RSA image

Asymmetric Cryptography: RSA (I)

Today I would like to talk to you about one of the most important asymmetric cryptographic algorithms in history: RSA.

Because of the algorithm complexity, I decided to divide this post in two parts. In the first one I will explain the algorithm and how the maths do their job here (don’t run away! They are not so complicated!). In the next part I will show you a real RSA implementation.

Rivest, Shamir and Adleman

RSA is an acronym for the names of its designers. This group of cryptologist and mathematicians from the MIT (Massachusetts Institute of Technology) made history when they published the first globally scalable asymmetric cryptographic algorithm, following the steps of Diffie-Hellman.

The maths

Although RSA’s maths are pretty easy, they rely on a couple of important theorems: Euler’s Theorem and Bezout’s Lemma.

Bezout’s Lemma asserts that, given two integers a and b, there exist x and y such that a \cdot x + b \cdot y = GCD(a,b).

More precisely, if a and b are relatively prime (their GCD is 1), then is true that: a \cdot x + b \cdot y = 1.

Euler’s Theorem presents the Phi function, \varphi (n), which shows the amount of relatively primes numbers minor than n. If n is prime, then every minor number is relatively primer to n and, therefore, we can assert that \varphi (n) = n-1. The theorem affirms that a^{\phi (n)} \equiv 1 \mod(n).

Moreover, when m and n are relatively primes, then \varphi (n \cdot m) = \varphi (n) \cdot \varphi (m).

Algorithm

RSA is slightly different from Diffie-Hellman. Whilst Diffie-Hellman relies on the discrete logarithm problem, RSA relies on the integer factorization problem: there is no algorithm capable of factoring large integers in a relatively short amount of time.

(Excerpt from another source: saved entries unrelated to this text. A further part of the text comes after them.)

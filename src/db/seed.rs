//! First-start seeding of the content and settings tables.

use serde_json::json;

use crate::content::ContentStore;
use crate::db::models::{UpsertSiteContent, UpsertSiteSetting};
use crate::error::StoreError;
use crate::settings::{SettingsStore, FB_PIXEL_ID, GA_MEASUREMENT_ID};

pub const DEFAULT_GA_MEASUREMENT_ID: &str = "G-WDRD35B2HV";

fn default_sections() -> Vec<UpsertSiteContent> {
    vec![
        UpsertSiteContent {
            section_key: "hero".to_string(),
            content_ar: json!({
                "tagline": "كهرباء معمولة صح… من أول مرة",
                "subtitle": "تنفيذ هندسي معتمد | بدون تنازلات | ضمان سنة كاملة",
                "cta": "اطلب معاينة هندسية",
                "ctaSecondary": "تواصل معنا"
            })
            .to_string(),
            content_en: json!({
                "tagline": "Electrical Work Done Right — From Day One",
                "subtitle": "Certified Engineering | No Compromises | 1-Year Warranty",
                "cta": "Request Engineering Visit",
                "ctaSecondary": "Contact Us"
            })
            .to_string(),
            image_url: None,
        },
        UpsertSiteContent {
            section_key: "about".to_string(),
            content_ar: json!({
                "title": "من نحن",
                "content": "أسس كهربا شركة متخصصة في الأعمال الكهربائية الاحترافية، بخبرة عملية منذ عام 2012 في التأسيس، التشطيب، التيار الخفيف، والأنظمة الذكية.\n\nنحن نؤمن أن الكهرباء علم هندسي وليس اجتهادًا، لذلك نعتمد فقط على حلول مدروسة، خامات معتمدة، وتنفيذ تحت إشراف هندسي مباشر، مع التزام كامل بالكود المصري والمعايير الدولية.\n\nهدفنا هو بناء بنية كهربائية آمنة، مستقرة، وقابلة للاعتماد عليها لسنوات طويلة بدون مشاكل.",
                "experience": "سنوات الخبرة",
                "experienceValue": "+12"
            })
            .to_string(),
            content_en: json!({
                "title": "About Us",
                "content": "Ases Kahraba is a professional electrical services company with hands-on experience since 2012 in electrical infrastructure, low current systems, and smart home solutions.\n\nWe believe electrical work is an engineering discipline—not guesswork. Every project is designed and executed using certified materials, proper calculations, and direct engineering supervision, fully compliant with local and international standards.\n\nOur mission is to deliver safe, reliable, and future-ready electrical systems.",
                "experience": "Years of Experience",
                "experienceValue": "12+"
            })
            .to_string(),
            image_url: None,
        },
        UpsertSiteContent {
            section_key: "contact".to_string(),
            content_ar: json!({
                "title": "تواصل معنا",
                "description": "نحن جاهزون لمناقشة مشروعك وتقديم الحل الهندسي الأنسب له.",
                "location": "19 محمد شفيق",
                "phone": "01004111999",
                "email": "info@aseskahraba.com",
                "cta": "احجز معاينة"
            })
            .to_string(),
            content_en: json!({
                "title": "Contact Us",
                "description": "Let's discuss your project and provide the right engineering solution.",
                "location": "19 Mohammed Shafeek",
                "phone": "+20 100 411 1999",
                "email": "info@aseskahraba.com",
                "cta": "Book a Visit"
            })
            .to_string(),
            image_url: None,
        },
    ]
}

/// Seed hero/about/contact when the content table is empty. Returns the number of rows written.
pub async fn seed_site_content(store: &ContentStore) -> Result<usize, StoreError> {
    if !store.is_empty().await? {
        return Ok(0);
    }

    let sections = default_sections();
    let count = sections.len();
    for section in sections {
        store.upsert_section(section).await?;
    }

    tracing::info!(sections = count, "Site content seeded successfully");
    Ok(count)
}

/// Seed the tracking-id settings when none exist.
pub async fn seed_settings(store: &SettingsStore) -> Result<usize, StoreError> {
    if !store.list().await?.is_empty() {
        return Ok(0);
    }

    let defaults = [
        UpsertSiteSetting {
            setting_key: FB_PIXEL_ID.to_string(),
            setting_value: Some(String::new()),
            description: Some("Facebook Pixel ID for tracking website events".to_string()),
        },
        UpsertSiteSetting {
            setting_key: GA_MEASUREMENT_ID.to_string(),
            setting_value: Some(DEFAULT_GA_MEASUREMENT_ID.to_string()),
            description: Some("Google Analytics Measurement ID".to_string()),
        },
    ];
    let count = defaults.len();
    for setting in defaults {
        store.upsert(setting).await?;
    }

    tracing::info!(settings = count, "Site settings seeded successfully");
    Ok(count)
}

Imagine that Alice wants to send an encrypted message to Bob. To make it possible, Bob must perform some calculations…

  1. Bob takes two random primes p and q, and he multiplies them, obtaining n = p \cdot q. The bigger the prime numbers, the more secure the implementation will be.
  2. Now Bob takes \varphi (n) = \varphi (p) \cdot \varphi (q).
  3. Bob chooses a number e which will be the public key, relatively prime to \varphi (n). It is very common to choose the number 65537, since it is considered a “secure” prime. We can always choose the same number e, since we are working modulo n and n will be never repeated (because its random).
  4. No Bob will get the private key, d, which will be the modular inverse of e, meaning he will look for a d such that e \cdot d \equiv 1 \mod \varphi (n). The Extended Euclidean Algorithm will let Bob perform this calculation efficiently.
  5. Now Bob is able to share the pair (n,e) as his full public key, so Alice can send him encrypted messages.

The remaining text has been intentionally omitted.